I would suggest, however, that the belief
in God – a super-placebo effect – might
be a big factor. In fact, there
are lots of mysteries without explanations. So what we have is not a miracle -- the result of divine
intervention -- but a mystery, an invitation to expand our mental horizons. And perhaps the mystery is in
ourselves.
One is, of course, free to believe it is a miracle, in the
strict sense; but there are difficulties.
To qualify as a miracle in the theological sense, we must assume that Mother Teresa survived death, was with God and responded to the
patient’s prayers from heaven.
That’s a lot to assume. How could anybody know? All we really know is that somebody prayed, said Mass, or performed some
other ritual act, and aimed it toward the desired healing outcome.
Mother Teresa got us started on this topic of miracles. Is the concept passé? Not if you choose to believe it. What then is the alternative? Instead of a genuine miracle, we must
settle for a mystery. Is it such a
loss? Instead of being awed into
submission, we embark on exploration for answers.

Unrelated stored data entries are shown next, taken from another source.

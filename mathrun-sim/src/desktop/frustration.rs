//! How a desktop player reacts to a streak of wrong answers.

use rand::Rng;
use serde::{Deserialize, Serialize};

use crate::constants::{
    FRUSTRATION_PAUSE_CHANCE, QUIT_PATIENCE_RELIEF, QUIT_PER_FAILURE, QUIT_PROBABILITY_CAP,
    QUIT_SCORE_CEILING, SPEED_DOWN_FAILURES, SPEED_UP_CHANCE, SPEED_UP_MAX_FAILURES,
    SPEED_UP_MIN_PATIENCE,
};
use crate::profile::{DesktopProfile, SpeedPref};
use crate::rng::chance;

#[derive(Debug, Clone, Copy, PartialEq, Eq, Serialize, Deserialize)]
#[serde(rename_all = "snake_case")]
pub enum FrustrationResponse {
    Continue,
    Pause,
    Quit,
}

/// Probability that a player rage-quits after `consecutive_failures`.
///
/// Bounded to `[0, 0.8]`; patient players push it below zero, which clamps to
/// never quitting.
#[must_use]
pub fn quit_probability(profile: &DesktopProfile, consecutive_failures: u32) -> f64 {
    let raw = f64::from(consecutive_failures) * QUIT_PER_FAILURE
        - f64::from(profile.patience) * QUIT_PATIENCE_RELIEF;
    raw.clamp(0.0, QUIT_PROBABILITY_CAP)
}

/// Decide whether the player keeps going, pauses, or quits.
///
/// Quitting is only considered while the score is still low; established
/// runs never rage-quit.
pub fn handle_frustration<R: Rng + ?Sized>(
    profile: &DesktopProfile,
    consecutive_failures: u32,
    current_score: u32,
    rng: &mut R,
) -> FrustrationResponse {
    if current_score < QUIT_SCORE_CEILING
        && chance(rng, quit_probability(profile, consecutive_failures))
    {
        FrustrationResponse::Quit
    } else if chance(rng, FRUSTRATION_PAUSE_CHANCE) {
        FrustrationResponse::Pause
    } else {
        FrustrationResponse::Continue
    }
}

/// Speed the player picks from the pause menu.
pub fn suggest_speed_change<R: Rng + ?Sized>(
    profile: &DesktopProfile,
    current: SpeedPref,
    consecutive_failures: u32,
    rng: &mut R,
) -> SpeedPref {
    if consecutive_failures >= SPEED_DOWN_FAILURES
        && let Some(slower) = current.slower()
    {
        return slower;
    }

    if consecutive_failures < SPEED_UP_MAX_FAILURES
        && profile.patience > SPEED_UP_MIN_PATIENCE
        && let Some(faster) = current.faster()
    {
        return if chance(rng, SPEED_UP_CHANCE) {
            faster
        } else {
            current
        };
    }

    current
}

#[cfg(test)]
mod tests {
    use super::*;
    use crate::profile::{DesktopArchetype, desktop_profiles};
    use rand::rngs::mock::StepRng;

    fn profile(kind: DesktopArchetype) -> DesktopProfile {
        desktop_profiles()
            .into_iter()
            .find(|p| p.kind == kind)
            .unwrap()
    }

    #[test]
    fn quit_probability_is_capped_and_floored() {
        let beginner = profile(DesktopArchetype::Beginner);
        assert!((quit_probability(&beginner, 3) - 0.5).abs() < 1e-9);
        assert!((quit_probability(&beginner, 20) - 0.8).abs() < 1e-9);
        let expert = profile(DesktopArchetype::Expert);
        assert!((quit_probability(&expert, 1) - 0.0).abs() < f64::EPSILON);
    }

    #[test]
    fn low_scores_can_quit() {
        let mut rng = StepRng::new(0, 0);
        let beginner = profile(DesktopArchetype::Beginner);
        assert_eq!(
            handle_frustration(&beginner, 3, 10, &mut rng),
            FrustrationResponse::Quit
        );
    }

    #[test]
    fn established_scores_never_quit() {
        let mut rng = StepRng::new(0, 0);
        let beginner = profile(DesktopArchetype::Beginner);
        assert_eq!(
            handle_frustration(&beginner, 10, 50, &mut rng),
            FrustrationResponse::Pause
        );
    }

    #[test]
    fn unlucky_draws_continue() {
        let mut rng = StepRng::new(u64::MAX, 0);
        let beginner = profile(DesktopArchetype::Beginner);
        assert_eq!(
            handle_frustration(&beginner, 3, 0, &mut rng),
            FrustrationResponse::Continue
        );
    }

    #[test]
    fn struggling_players_step_down_the_ladder() {
        let mut rng = StepRng::new(0, 0);
        let gamer = profile(DesktopArchetype::Gamer);
        assert_eq!(
            suggest_speed_change(&gamer, SpeedPref::Fast, 4, &mut rng),
            SpeedPref::Normal
        );
        assert_eq!(
            suggest_speed_change(&gamer, SpeedPref::Slow, 6, &mut rng),
            SpeedPref::Slow
        );
        assert_eq!(
            suggest_speed_change(&gamer, SpeedPref::Fast, 3, &mut rng),
            SpeedPref::Fast
        );
    }

    #[test]
    fn patient_players_may_speed_up() {
        let gamer = profile(DesktopArchetype::Gamer);
        let mut lucky = StepRng::new(0, 0);
        assert_eq!(
            suggest_speed_change(&gamer, SpeedPref::Normal, 1, &mut lucky),
            SpeedPref::Fast
        );
        let mut unlucky = StepRng::new(u64::MAX, 0);
        assert_eq!(
            suggest_speed_change(&gamer, SpeedPref::Normal, 1, &mut unlucky),
            SpeedPref::Normal
        );
        let beginner = profile(DesktopArchetype::Beginner);
        assert_eq!(
            suggest_speed_change(&beginner, SpeedPref::Normal, 1, &mut lucky),
            SpeedPref::Normal
        );
    }
}
use anyhow::{Context, Result};
use mathrun_sim::{Profile, ProfileCatalog};
use serde::de::DeserializeOwned;
use std::fs;
use std::path::Path;

/// Load a profile catalog from `path`, or fall back to the built-in list.
pub fn load_catalog<P>(path: Option<&Path>, builtin: fn() -> Vec<P>) -> Result<ProfileCatalog<P>>
where
    P: Profile + DeserializeOwned,
{
    let Some(path) = path else {
        return ProfileCatalog::new(builtin()).context("built-in profile catalog is invalid");
    };

    let json = fs::read_to_string(path)
        .with_context(|| format!("failed to read profiles from {}", path.display()))?;
    let catalog = ProfileCatalog::from_json(&json)
        .with_context(|| format!("invalid profile catalog {}", path.display()))?;
    log::warn!(
        "using {} profile override(s) from {}",
        catalog.len(),
        path.display()
    );
    Ok(catalog)
}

A final twist of irony. After Mother Teresa’s death, her
diaries were found. Bad news for
the pious, a fact that the combative atheist Christopher Hitchens gloried
in. The diaries revealed that for
the last 50 years of her life, her faith wavered and slackened most of the
time, while the rest of the time it was dead as a door-nail. This, in my view,
would make her a saint of ancient Stoicism, and place her in the company of
Seneca and Marcus Aurelius.
Whether as stoical mythology or magical psychokinesis, Teresa’s
canonization is a reminder of something unwise to ignore: our latent capacities
to resist and transform physical existence. We underestimate our powers to our detriment. As for the task
of unbinding our consciousness – the subject of this blog -- it’s another arrow
in our quiver.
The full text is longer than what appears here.